President of the Senate of Gabon
- In office February 1997 – 9 April 2006
- President: Omar Bongo
- Succeeded by: Léonard Andjembé (interim)

Personal details
- Born: 10 March 1932 Lambaréné, Gabon
- Died: 9 April 2006 (aged 74) Paris, France
- Party: Gabonese Democratic Party

= Georges Rawiri =

Gabonese politician, diplomat and poet (1932–2006)

Georges Rawiri (10 March 1932 - 9 April 2006) was a Gabonese politician, diplomat and poet.

==Early years and entrance to government==
Rawiri was born in Lambaréné, in western Gabon. He was the nephew of Paul Gondjout, the first President of the National Assembly of Gabon.

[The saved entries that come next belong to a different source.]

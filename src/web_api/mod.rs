//! WebAPI - REST API Endpoints
//!
//! ## Responsibilities
//!
//! - Sample ingestion (`POST /upload`)
//! - Workstation restart notice (`POST /workstation_restarted`)
//! - Health and per-camera status

mod routes;

pub use routes::create_router;

use axum::extract::State;
use axum::response::IntoResponse;
use axum::Json;
use serde::Serialize;

use crate::state::AppState;

#[derive(Debug, Serialize)]
pub struct HealthResponse {
    pub status: String,
    pub version: String,
    pub uptime_sec: u64,
    pub cameras_total: usize,
    pub cameras_online: usize,
}

/// Health check endpoint
pub async fn health_check(State(state): State<AppState>) -> impl IntoResponse {
    let response = HealthResponse {
        status: "ok".to_string(),
        version: env!("CARGO_PKG_VERSION").to_string(),
        uptime_sec: state.started_at.elapsed().as_secs(),
        cameras_total: state.status.snapshot().len(),
        cameras_online: state.status.online_count(),
    };

    Json(response)
}
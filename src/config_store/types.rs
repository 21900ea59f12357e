//! ConfigStore data types
//!
//! Fleet configuration as read from the JSON config file. Every policy
//! field has a default so a minimal file only lists cameras and routes.

use crate::models::{CameraId, DailyWindow};
use serde::{Deserialize, Serialize};
use std::collections::BTreeMap;
use std::time::Duration;

/// How the camera's stream is reached
#[derive(Debug, Clone, Copy, PartialEq, Eq, Serialize, Deserialize, Default)]
pub enum ConnectionType {
    /// Channel on a network video recorder
    #[serde(rename = "NVR", alias = "nvr")]
    Nvr,
    /// Standalone camera with a single main stream
    #[default]
    #[serde(rename = "single", alias = "singel")]
    Single,
    /// Multi-sensor camera, first channel
    #[serde(rename = "multi")]
    Multi,
}

/// Per-camera feature switches
#[derive(Debug, Clone, Serialize, Deserialize)]
pub struct FunctionSwitches {
    /// Tag samples so a detection zooms the camera
    #[serde(default)]
    pub adjust_camera_zoom_on_detection: bool,
    /// Zoom hold time in minutes
    #[serde(default = "default_focus_time")]
    pub focus_time: u32,
    /// Cycle through patrol presets
    #[serde(default)]
    pub enable_camera_ptz: bool,
    /// Push detections to the notification channels
    #[serde(default)]
    pub enable_smoke_notify: bool,
    /// Allow detection alerts inside the night window
    #[serde(default = "default_true")]
    pub enable_night_detection: bool,
}

impl Default for FunctionSwitches {
    fn default() -> Self {
        Self {
            adjust_camera_zoom_on_detection: false,
            focus_time: default_focus_time(),
            enable_camera_ptz: false,
            enable_smoke_notify: false,
            enable_night_detection: true,
        }
    }
}

/// Camera entry
#[derive(Debug, Clone, Serialize, Deserialize)]
pub struct CameraConfig {
    pub ip: CameraId,
    /// Human readable place, used in alerts
    #[serde(default, alias = "notify")]
    pub location: String,
    #[serde(default)]
    pub connection_type: ConnectionType,
    /// Recorder address for `NVR` cameras
    #[serde(default, alias = "NVR_IP")]
    pub nvr_ip: Option<String>,
    #[serde(default, alias = "NVR_channel")]
    pub nvr_channel: Option<u32>,
    /// Explicit stream URL, overrides the derived one
    #[serde(default)]
    pub rtsp_url: Option<String>,
    /// Group size override for this camera
    #[serde(default)]
    pub group_size: Option<usize>,
    #[serde(default)]
    pub function_switches: FunctionSwitches,
    /// Preset names visited by the patrol; the n-th name is preset n+1
    #[serde(default)]
    pub patrol_points: Vec<String>,
    /// Dwell per patrol point in minutes
    #[serde(default = "default_patrol_time")]
    pub patrol_time: u32,
}

impl CameraConfig {
    pub fn new(ip: CameraId) -> Self {
        Self {
            ip,
            location: String::new(),
            connection_type: ConnectionType::Single,
            nvr_ip: None,
            nvr_channel: None,
            rtsp_url: None,
            group_size: None,
            function_switches: FunctionSwitches::default(),
            patrol_points: Vec::new(),
            patrol_time: default_patrol_time(),
        }
    }

    /// Stream URL for this camera.
    ///
    /// NVR channels are folded into the recorder's 1..=20 range.
    pub fn stream_url(&self, credentials: Option<&Credentials>) -> String {
        if let Some(url) = &self.rtsp_url {
            return url.clone();
        }

        let auth = credentials
            .map(|c| format!("{}:{}@", c.username, c.password))
            .unwrap_or_default();

        match self.connection_type {
            ConnectionType::Nvr => {
                let host = self.nvr_ip.as_deref().unwrap_or(self.ip.as_str());
                let channel = (self.nvr_channel.unwrap_or(1).max(1) - 1) % 20 + 1;
                format!(
                    "rtsp://{auth}{host}:554/cam/realmonitor?channel={channel}&subtype=0"
                )
            }
            ConnectionType::Single => format!("rtsp://{auth}{}:554/live/0/main", self.ip),
            ConnectionType::Multi => format!(
                "rtsp://{auth}{}:554/cam/realmonitor?channel=1&subtype=0",
                self.ip
            ),
        }
    }

    /// Hold duration attached to outbound samples, if zoom is enabled
    pub fn focus_minutes(&self) -> Option<u32> {
        let fs = &self.function_switches;
        (fs.adjust_camera_zoom_on_detection && fs.focus_time > 0).then_some(fs.focus_time)
    }

    pub fn patrol_dwell(&self) -> Duration {
        Duration::from_secs(u64::from(self.patrol_time.max(1)) * 60)
    }
}

/// Camera account used for streams and CGI control
#[derive(Debug, Clone, Serialize, Deserialize)]
pub struct Credentials {
    pub username: String,
    pub password: String,
}

/// Grouping and scoring policy
#[derive(Debug, Clone, Serialize, Deserialize)]
pub struct DetectionPolicy {
    #[serde(default = "default_group_size")]
    pub group_size: usize,
    /// Seconds of max wait per group slot
    #[serde(default = "default_unit_wait_secs")]
    pub unit_wait_secs: u64,
    #[serde(default = "default_score_threshold")]
    pub score_threshold: f32,
    #[serde(default = "default_night_score_threshold")]
    pub night_score_threshold: f32,
    #[serde(default = "default_night_window")]
    pub night_window: DailyWindow,
}

impl Default for DetectionPolicy {
    fn default() -> Self {
        Self {
            group_size: default_group_size(),
            unit_wait_secs: default_unit_wait_secs(),
            score_threshold: default_score_threshold(),
            night_score_threshold: default_night_score_threshold(),
            night_window: default_night_window(),
        }
    }
}

/// Inclusive range of seconds for randomized intervals
#[derive(Debug, Clone, Copy, PartialEq, Eq, Serialize, Deserialize)]
pub struct JitterRange {
    pub min_secs: u64,
    pub max_secs: u64,
}

impl Default for JitterRange {
    fn default() -> Self {
        Self {
            min_secs: 10,
            max_secs: 30,
        }
    }
}

/// Connection supervision and sampling timing
#[derive(Debug, Clone, Serialize, Deserialize)]
pub struct SupervisorPolicy {
    #[serde(default = "default_retry_interval_secs")]
    pub retry_interval_secs: u64,
    #[serde(default = "default_notify_interval_secs")]
    pub notify_interval_secs: u64,
    #[serde(default = "default_disconnect_threshold_secs")]
    pub disconnect_threshold_secs: u64,
    #[serde(default = "default_active_window")]
    pub active_window: DailyWindow,
    #[serde(default = "default_snapshot_interval_secs")]
    pub snapshot_interval_secs: u64,
    /// Fixed part of the upload interval
    #[serde(default)]
    pub upload_base_secs: u64,
    #[serde(default)]
    pub upload_jitter: JitterRange,
    #[serde(default = "default_initial_upload_delay_secs")]
    pub initial_upload_delay_secs: u64,
    #[serde(default = "default_jpeg_quality")]
    pub jpeg_quality: u8,
    /// Time allowed for the first frame after opening a stream
    #[serde(default = "default_open_timeout_secs")]
    pub open_timeout_secs: u64,
}

impl Default for SupervisorPolicy {
    fn default() -> Self {
        Self {
            retry_interval_secs: default_retry_interval_secs(),
            notify_interval_secs: default_notify_interval_secs(),
            disconnect_threshold_secs: default_disconnect_threshold_secs(),
            active_window: default_active_window(),
            snapshot_interval_secs: default_snapshot_interval_secs(),
            upload_base_secs: 0,
            upload_jitter: JitterRange::default(),
            initial_upload_delay_secs: default_initial_upload_delay_secs(),
            jpeg_quality: default_jpeg_quality(),
            open_timeout_secs: default_open_timeout_secs(),
        }
    }
}

/// Zoom-on-detection settings
#[derive(Debug, Clone, Serialize, Deserialize)]
pub struct ActuationPolicy {
    #[serde(default = "default_cooldown_secs")]
    pub cooldown_secs: u64,
    /// Detector-to-PTZ coordinate scale, horizontal
    #[serde(default = "default_ratio_x")]
    pub ratio_x: u32,
    /// Detector-to-PTZ coordinate scale, vertical
    #[serde(default = "default_ratio_y")]
    pub ratio_y: u32,
    /// Preset the camera returns to after a hold
    #[serde(default = "default_home_preset")]
    pub home_preset: u32,
}

impl Default for ActuationPolicy {
    fn default() -> Self {
        Self {
            cooldown_secs: default_cooldown_secs(),
            ratio_x: default_ratio_x(),
            ratio_y: default_ratio_y(),
            home_preset: default_home_preset(),
        }
    }
}

/// Inbox maintenance
#[derive(Debug, Clone, Serialize, Deserialize)]
pub struct HousekeepingPolicy {
    /// Purge the inbox when it holds more images than this
    #[serde(default = "default_max_inbox_files")]
    pub max_inbox_files: usize,
    #[serde(default = "default_inbox_poll_secs")]
    pub inbox_poll_secs: u64,
    /// How often pending groups are checked for the time trigger
    #[serde(default = "default_sweep_interval_secs")]
    pub sweep_interval_secs: u64,
}

impl Default for HousekeepingPolicy {
    fn default() -> Self {
        Self {
            max_inbox_files: default_max_inbox_files(),
            inbox_poll_secs: default_inbox_poll_secs(),
            sweep_interval_secs: default_sweep_interval_secs(),
        }
    }
}

/// Whole configuration file
#[derive(Debug, Clone, Serialize, Deserialize)]
pub struct FleetConfig {
    /// IANA zone for windows and filenames
    #[serde(default = "default_timezone")]
    pub timezone: String,
    pub cameras: Vec<CameraConfig>,
    #[serde(default, alias = "Cameras_account_password")]
    pub camera_credentials: Option<Credentials>,
    /// workstation -> camera ids
    #[serde(default)]
    pub workstation_camera_mapping: BTreeMap<String, Vec<String>>,
    /// workstation -> upload endpoint
    #[serde(default)]
    pub workstation_url_mapping: BTreeMap<String, String>,
    /// Remote `/upload` endpoint; samples stay local when unset
    #[serde(default)]
    pub sample_upload_url: Option<String>,
    /// Receives a startup notice
    #[serde(default)]
    pub server_notify_url: Option<String>,
    #[serde(default)]
    pub detection: DetectionPolicy,
    #[serde(default)]
    pub supervisor: SupervisorPolicy,
    #[serde(default)]
    pub actuation: ActuationPolicy,
    #[serde(default)]
    pub housekeeping: HousekeepingPolicy,
}

fn default_true() -> bool {
    true
}
fn default_focus_time() -> u32 {
    5
}
fn default_patrol_time() -> u32 {
    15
}
fn default_group_size() -> usize {
    10
}
fn default_unit_wait_secs() -> u64 {
    60
}
fn default_score_threshold() -> f32 {
    0.6
}
fn default_night_score_threshold() -> f32 {
    0.9
}
fn default_night_window() -> DailyWindow {
    DailyWindow::hours(18, 6)
}
fn default_retry_interval_secs() -> u64 {
    10
}
fn default_notify_interval_secs() -> u64 {
    3600
}
fn default_disconnect_threshold_secs() -> u64 {
    1800
}
fn default_active_window() -> DailyWindow {
    DailyWindow::hours(7, 19)
}
fn default_snapshot_interval_secs() -> u64 {
    1800
}
fn default_initial_upload_delay_secs() -> u64 {
    60
}
fn default_jpeg_quality() -> u8 {
    40
}
fn default_open_timeout_secs() -> u64 {
    15
}
fn default_cooldown_secs() -> u64 {
    60
}
fn default_ratio_x() -> u32 {
    4
}
fn default_ratio_y() -> u32 {
    7
}
fn default_home_preset() -> u32 {
    1
}
fn default_max_inbox_files() -> usize {
    800
}
fn default_inbox_poll_secs() -> u64 {
    2
}
fn default_sweep_interval_secs() -> u64 {
    5
}
fn default_timezone() -> String {
    "Asia/Taipei".to_string()
}
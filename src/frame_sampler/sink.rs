//! Sample sinks

use crate::error::{Error, Result};
use crate::models::{ActuationMarker, CameraId};
use async_trait::async_trait;
use chrono::{DateTime, Utc};
use reqwest::multipart::{Form, Part};
use std::time::Duration;

/// Encoded sample leaving a camera
#[derive(Debug, Clone)]
pub struct OutboundSample {
    pub camera: CameraId,
    /// Legacy file name, also carries camera and marker
    pub file_name: String,
    pub jpeg: Vec<u8>,
    pub captured_at: DateTime<Utc>,
    pub actuation: Option<ActuationMarker>,
}

/// Where sampled frames go
#[async_trait]
pub trait SampleSink: Send + Sync {
    async fn deliver(&self, sample: OutboundSample) -> Result<()>;
}

/// Posts samples to a remote `/upload` endpoint
pub struct HttpSampleSink {
    client: reqwest::Client,
    url: String,
}

impl HttpSampleSink {
    pub fn new(url: impl Into<String>) -> Result<Self> {
        let client = reqwest::Client::builder()
            .timeout(Duration::from_secs(10))
            .build()?;

        Ok(Self {
            client,
            url: url.into(),
        })
    }
}

#[async_trait]
impl SampleSink for HttpSampleSink {
    async fn deliver(&self, sample: OutboundSample) -> Result<()> {
        let part = Part::bytes(sample.jpeg)
            .file_name(sample.file_name.clone())
            .mime_str("image/jpeg")
            .map_err(|e| Error::Upload(e.to_string()))?;

        let mut form = Form::new()
            .part("file", part)
            .text("camera_id", sample.camera.to_string())
            .text("captured_at", sample.captured_at.to_rfc3339());
        if let Some(marker) = sample.actuation {
            form = form.text("focus_minutes", marker.hold_minutes.to_string());
        }

        let response = self.client.post(&self.url).multipart(form).send().await?;
        if !response.status().is_success() {
            return Err(Error::Upload(format!(
                "{} rejected {}: {}",
                self.url,
                sample.file_name,
                response.status()
            )));
        }

        tracing::debug!(
            camera_id = %sample.camera,
            file = %sample.file_name,
            "Sample uploaded"
        );
        Ok(())
    }
}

Rawiri moved to France in 1946, where he finished school and studied radio techniques. In 1957, he returned to Africa, helping to establish a radio station in Garoua, in northern Cameroon. He served as the head of the Gabonese national broadcasting network from 1960 to 1963.

Rawiri became involved in government in 1963, when he was elected to the City Council in Lambaréné. In 1964, he entered national government, applying his broadcasting experience as the Gabonese Minister of Information, Tourism, Post, and Telecommunications. By 1965, he was also serving as Gabon's ambassador to France, Israel, Italy, Malta, Spain, and the United Kingdom. In this period, he was working under the government of President Léon M'ba, who died in office and was succeeded by Omar Bongo, the vice-president.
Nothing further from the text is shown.